By November 29, 2017No Comments

The route to leadership in education for many can be a bit like working your way through a maze. I’m sure that like me, you’ve had many people in your establishments who, from your perspective, beggar belief in how they ever managed to land that job. I’ve definitely found it useful to me in my journey to think that I could do the job of leadership and management better than some of the line managers I have had. It definitely signalled to me that I was ready for that move up.
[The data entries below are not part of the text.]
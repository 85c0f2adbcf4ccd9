//! UI Components
//!
//! Reusable Leptos components.

mod board_toolbar;
mod drag_ghost;
mod edit_in_place;
mod sticker_card;
mod sticker_item_row;

pub use board_toolbar::BoardToolbar;
pub use drag_ghost::DragGhost;
pub use edit_in_place::EditInPlace;
pub use sticker_card::StickerCard;
pub use sticker_item_row::StickerItemRow;
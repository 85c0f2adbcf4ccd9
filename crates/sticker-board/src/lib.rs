//! Sticker Board Core
//!
//! Layered like the app that renders it:
//! - domain: stickers, items, ids and the process-wide layout state
//! - surface: ordered list model the drag protocol reorders
//! - drag: item reorder/transfer state machine and sticker dragging
//! - events: notification channel between stickers and the store
//! - board: the store of live stickers
//! - persist: snapshot codec, debounced saving and key-value storage

pub mod board;
pub mod config;
pub mod domain;
pub mod drag;
pub mod edit;
pub mod events;
pub mod persist;
pub mod surface;


pub use board::Board;
pub use config::BoardConfig;
pub use domain::{
    DomainError, DomainResult, Entity, ItemData, ItemId, LayoutState, Position, RandomSource,
    Sticker, StickerData, StickerDraft, StickerId, StickerItem,
};
pub use drag::{CardDrag, DragController, DragStep, DropOutcome, DropProbe, Ghost, HitTarget, Point, PointerSample, PressOrigin};
pub use edit::EditTarget;
pub use events::{BoardEvent, EventBus, ListenerId};
pub use persist::{DebouncedSaver, Debouncer, KeyValueStore, MemoryStore};
pub use surface::{ListSurface, Node};
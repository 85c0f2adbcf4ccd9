//! Drag Protocol
//!
//! `DragController` drives one item gesture at a time:
//! idle -> armed (pointer down) -> dragging (moved past threshold) -> idle
//! (release commits). `CardDrag` tracks a whole sticker being moved by its
//! body or title.
//!
//! The controller never looks at a page. It asks a `DropProbe` what lies
//! under the pointer and where nodes are, and writes placeholder moves into
//! the board's `ListSurface`.

use std::ops::Sub;

use crate::board::Board;
use crate::domain::{ItemId, Position, StickerId};
use crate::events::BoardEvent;
use crate::surface::{ListSurface, Node};

#[derive(Debug, Clone, Copy, PartialEq, Default)]
pub struct Point {
    pub x: f64,
    pub y: f64,
}

impl Point {
    pub fn new(x: f64, y: f64) -> Self {
        Self { x, y }
    }
}

impl Sub for Point {
    type Output = Point;

    fn sub(self, rhs: Point) -> Point {
        Point::new(self.x - rhs.x, self.y - rhs.y)
    }
}

/// One pointer reading in viewport (`client`) and document (`page`) space
#[derive(Debug, Clone, Copy, PartialEq, Default)]
pub struct PointerSample {
    pub client: Point,
    pub page: Point,
}

impl PointerSample {
    /// Sample for an unscrolled page, where both spaces coincide
    pub fn at(x: f64, y: f64) -> Self {
        let point = Point::new(x, y);
        Self { client: point, page: point }
    }
}

pub fn exceeds_threshold(from: Point, to: Point, threshold: f64) -> bool {
    (to.x - from.x).abs() > threshold || (to.y - from.y).abs() > threshold
}

/// What a probe found under the pointer
#[derive(Debug, Clone, PartialEq, Eq)]
pub enum HitTarget {
    /// A droppable item
    Item(ItemId),
    /// A sticker's item list region (outside any item)
    Region(StickerId),
}

/// Rendering-side queries the drag protocol needs
pub trait DropProbe {
    /// Droppable thing under `client`, ignoring the ghost
    fn hit_test(&self, client: Point) -> Option<HitTarget>;

    /// Top edge of a rendered node, `None` if it has no layout box
    fn top_of(&self, surface: &ListSurface, node: &Node) -> Option<f64>;
}

/// Where inside an item the press landed
#[derive(Debug, Clone, Copy, PartialEq, Eq)]
pub enum PressOrigin {
    Body,
    /// An embedded control such as the delete button
    Control,
}

/// Floating copy of the dragged item, positioned in page space
#[derive(Debug, Clone, PartialEq)]
pub struct Ghost {
    pub item: ItemId,
    pub left: f64,
    pub top: f64,
}

#[derive(Debug, Clone, PartialEq)]
enum DragPhase {
    Idle,
    Armed { item: ItemId, start: Point, grab: Point },
    Dragging { item: ItemId, grab: Point, ghost: Ghost },
}

#[derive(Debug, Clone, Copy, PartialEq, Eq)]
pub enum DragStep {
    Ignored,
    /// Pressed but still within the threshold
    Pending,
    /// Placeholder inserted, item hidden, ghost created
    Started,
    Tracking { placeholder_moved: bool },
}

impl DragStep {
    /// Whether the list surface changed during this step
    pub fn touches_layout(self) -> bool {
        matches!(self, DragStep::Started | DragStep::Tracking { placeholder_moved: true })
    }
}

#[derive(Debug, Clone, PartialEq, Eq)]
pub struct DropOutcome {
    pub item: ItemId,
    pub from: StickerId,
    pub to: StickerId,
    /// Final position of the item in the destination sticker
    pub index: usize,
}

impl DropOutcome {
    pub fn is_transfer(&self) -> bool {
        self.from != self.to
    }
}

#[derive(Debug, Clone)]
pub struct DragController {
    phase: DragPhase,
    threshold: f64,
}

impl Default for DragController {
    fn default() -> Self {
        Self::new(5.0)
    }
}

impl DragController {
    pub fn new(threshold: f64) -> Self {
        Self {
            phase: DragPhase::Idle,
            threshold,
        }
    }

    pub fn is_idle(&self) -> bool {
        matches!(self.phase, DragPhase::Idle)
    }

    pub fn is_armed(&self) -> bool {
        matches!(self.phase, DragPhase::Armed { .. })
    }

    pub fn is_dragging(&self) -> bool {
        matches!(self.phase, DragPhase::Dragging { .. })
    }

    pub fn ghost(&self) -> Option<&Ghost> {
        match &self.phase {
            DragPhase::Dragging { ghost, .. } => Some(ghost),
            _ => None,
        }
    }

    /// Pointer down on an item. `grab` is the pointer's offset from the
    /// item's top-left corner. Returns whether the controller armed.
    pub fn press(&mut self, item: ItemId, sample: PointerSample, grab: Point, origin: PressOrigin) -> bool {
        if origin == PressOrigin::Control || self.is_dragging() {
            return false;
        }
        self.phase = DragPhase::Armed {
            item,
            start: sample.client,
            grab,
        };
        true
    }

    pub fn pointer_move<P: DropProbe>(&mut self, board: &mut Board, sample: PointerSample, probe: &P) -> DragStep {
        match &mut self.phase {
            DragPhase::Idle => DragStep::Ignored,
            DragPhase::Armed { start, .. } => {
                if !exceeds_threshold(*start, sample.client, self.threshold) {
                    return DragStep::Pending;
                }
                self.start_drag(board.surface_mut(), sample)
            }
            DragPhase::Dragging { item, grab, ghost } => {
                ghost.left = sample.page.x - grab.x;
                ghost.top = sample.page.y - grab.y;
                let placeholder_moved = relocate(board.surface_mut(), item, sample.client, probe);
                DragStep::Tracking { placeholder_moved }
            }
        }
    }

    fn start_drag(&mut self, surface: &mut ListSurface, sample: PointerSample) -> DragStep {
        let DragPhase::Armed { item, grab, .. } = std::mem::replace(&mut self.phase, DragPhase::Idle) else {
            return DragStep::Ignored;
        };
        let node = Node::Item(item.clone());
        if !surface.insert_before(Node::Placeholder, &node) {
            log::warn!("[DND] {} is not on the board, drag dropped", item);
            return DragStep::Ignored;
        }
        surface.hide(&item);
        log::debug!("[DND] drag started: {}", item);

        let ghost = Ghost {
            item: item.clone(),
            left: sample.page.x - grab.x,
            top: sample.page.y - grab.y,
        };
        self.phase = DragPhase::Dragging { item, grab, ghost };
        DragStep::Started
    }

    /// Pointer up. Commits a running drag to the placeholder's slot; a
    /// press that never became a drag changes nothing.
    pub fn release(&mut self, board: &mut Board) -> Option<DropOutcome> {
        let DragPhase::Dragging { item, .. } = std::mem::replace(&mut self.phase, DragPhase::Idle) else {
            return None;
        };

        let from = board.surface().parent_of(&Node::Item(item.clone()));
        let to = board.surface().parent_of(&Node::Placeholder);
        let (Some(from), Some(to)) = (from, to) else {
            log::warn!("[DND] drop of {} lost its slot, restoring", item);
            board.surface_mut().discard_placeholder();
            board.surface_mut().show(&item);
            return None;
        };

        if from != to {
            board.dispatch(from, BoardEvent::ItemDeleted(item.clone()));
        }
        board.surface_mut().commit_placeholder(&item)?;
        board.dispatch(to, BoardEvent::ItemMoved(item.clone()));
        board.dispatch(to, BoardEvent::ContentChanged);

        let index = board
            .sticker(to)
            .and_then(|sticker| sticker.items().iter().position(|id| id == &item))
            .unwrap_or_default();
        log::debug!("[DND] dropped {}: sticker {} -> {} at {}", item, from, to, index);
        Some(DropOutcome { item, from, to, index })
    }
}

/// Moves the placeholder according to what is under the pointer
fn relocate<P: DropProbe>(surface: &mut ListSurface, dragged: &ItemId, client: Point, probe: &P) -> bool {
    match probe.hit_test(client) {
        Some(HitTarget::Item(target)) if &target != dragged && !surface.is_hidden(&target) => {
            place_near(surface, &target, probe)
        }
        Some(HitTarget::Region(region)) if !surface.has_visible_items(region) => {
            surface.append(region, Node::Placeholder)
        }
        _ => false,
    }
}

/// Puts the placeholder next to `target`. Coming from above it lands before
/// the target, or after it once it already sits right before; coming from
/// below mirrors that. Hovering a boundary therefore toggles instead of
/// jittering.
fn place_near<P: DropProbe>(surface: &mut ListSurface, target: &ItemId, probe: &P) -> bool {
    let target_node = Node::Item(target.clone());
    let (Some(placeholder_top), Some(target_top)) = (
        probe.top_of(surface, &Node::Placeholder),
        probe.top_of(surface, &target_node),
    ) else {
        return false;
    };

    if placeholder_top < target_top {
        if surface.next_sibling(&Node::Placeholder) == Some(&target_node) {
            surface.insert_after(Node::Placeholder, &target_node)
        } else {
            surface.insert_before(Node::Placeholder, &target_node)
        }
    } else if placeholder_top > target_top {
        if surface.previous_sibling(&Node::Placeholder) == Some(&target_node) {
            surface.insert_before(Node::Placeholder, &target_node)
        } else {
            surface.insert_after(Node::Placeholder, &target_node)
        }
    } else {
        false
    }
}

/// A sticker being dragged around the board.
///
/// Positions follow `page - parent - shift`, where `shift` is the grab
/// point inside the card and `parent` the origin of the card's offset
/// parent, both fixed at press time.
#[derive(Debug, Clone, PartialEq)]
pub struct CardDrag {
    sticker: StickerId,
    start: Point,
    shift: Point,
    parent: Point,
    threshold: f64,
    moved: bool,
    on_title: bool,
    position: Position,
}

impl CardDrag {
    /// `corner` is the card's top-left in client space, `offset` its
    /// position relative to its offset parent.
    pub fn begin(sticker: StickerId, sample: PointerSample, corner: Point, offset: Position, threshold: f64) -> Self {
        let shift = sample.client - corner;
        let parent = corner - Point::new(offset.left as f64, offset.top as f64);
        Self {
            sticker,
            start: sample.client,
            shift,
            parent,
            threshold,
            moved: false,
            on_title: false,
            position: offset,
        }
    }

    /// Marks the press as landing on the title, which makes a plain click
    /// open the title editor
    pub fn from_title(mut self, on_title: bool) -> Self {
        self.on_title = on_title;
        self
    }

    pub fn track(&mut self, sample: PointerSample) -> Position {
        if exceeds_threshold(self.start, sample.client, self.threshold) {
            self.moved = true;
        }
        self.position = Position {
            top: (sample.page.y - self.parent.y - self.shift.y).round() as i32,
            left: (sample.page.x - self.parent.x - self.shift.x).round() as i32,
        };
        self.position
    }

    pub fn sticker(&self) -> StickerId {
        self.sticker
    }

    pub fn position(&self) -> Position {
        self.position
    }

    pub fn has_moved(&self) -> bool {
        self.moved
    }

    /// Title press released without crossing the threshold
    pub fn is_title_click(&self) -> bool {
        self.on_title && !self.moved
    }
}

#[cfg(test)]
mod tests {
    use super::*;

    #[test]
    fn test_threshold_is_exclusive_per_axis() {
        let origin = Point::new(10.0, 10.0);
        assert!(!exceeds_threshold(origin, Point::new(15.0, 15.0), 5.0));
        assert!(exceeds_threshold(origin, Point::new(15.5, 10.0), 5.0));
        assert!(exceeds_threshold(origin, Point::new(10.0, 4.0), 5.0));
    }

    #[test]
    fn test_press_on_control_never_arms() {
        let mut drag = DragController::new(5.0);
        let armed = drag.press(ItemId::new("a"), PointerSample::at(0.0, 0.0), Point::default(), PressOrigin::Control);
        assert!(!armed);
        assert!(drag.is_idle());
    }

    #[test]
    fn test_card_drag_follows_pointer_from_grab_point() {
        // Card at (left 40, top 30) inside a parent whose origin is (100, 50)
        let corner = Point::new(140.0, 80.0);
        let offset = Position { top: 30, left: 40 };
        let mut card = CardDrag::begin(StickerId::new(1), PointerSample::at(150.0, 90.0), corner, offset, 5.0);

        assert_eq!(card.position(), offset);
        assert_eq!(card.track(PointerSample::at(170.0, 120.0)), Position { top: 60, left: 60 });
        assert!(card.has_moved());
    }

    #[test]
    fn test_title_click_vs_drag() {
        let offset = Position { top: 0, left: 0 };
        let mut click = CardDrag::begin(StickerId::new(1), PointerSample::at(10.0, 10.0), Point::default(), offset, 5.0)
            .from_title(true);
        click.track(PointerSample::at(13.0, 14.0));
        assert!(click.is_title_click());

        let mut dragged = click.clone();
        dragged.track(PointerSample::at(10.0, 16.0));
        assert!(!dragged.is_title_click());

        let body = CardDrag::begin(StickerId::new(1), PointerSample::at(10.0, 10.0), Point::default(), offset, 5.0);
        assert!(!body.is_title_click());
    }
}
Early in my career, I did not have any leadership aspirations. Like many teachers, I got into teaching to make a difference and for me at the start of my career being able to work with the children in my classes, making a difference right there was just perfect for me. It wasn’t until I started maturing into my role I realised that as a middle or senior leader I could actually make a bigger difference to young people’s lives, and so my journey into leadership began.

For much of my 20+ years working in schools as a teacher, middle and then senior leadership, I strived to reach the hallowed grail of being on an SLT. I spoke about this at some length in my keynote at Lead Learn Lancs in July of 2016. I’ve included the slides below for reference.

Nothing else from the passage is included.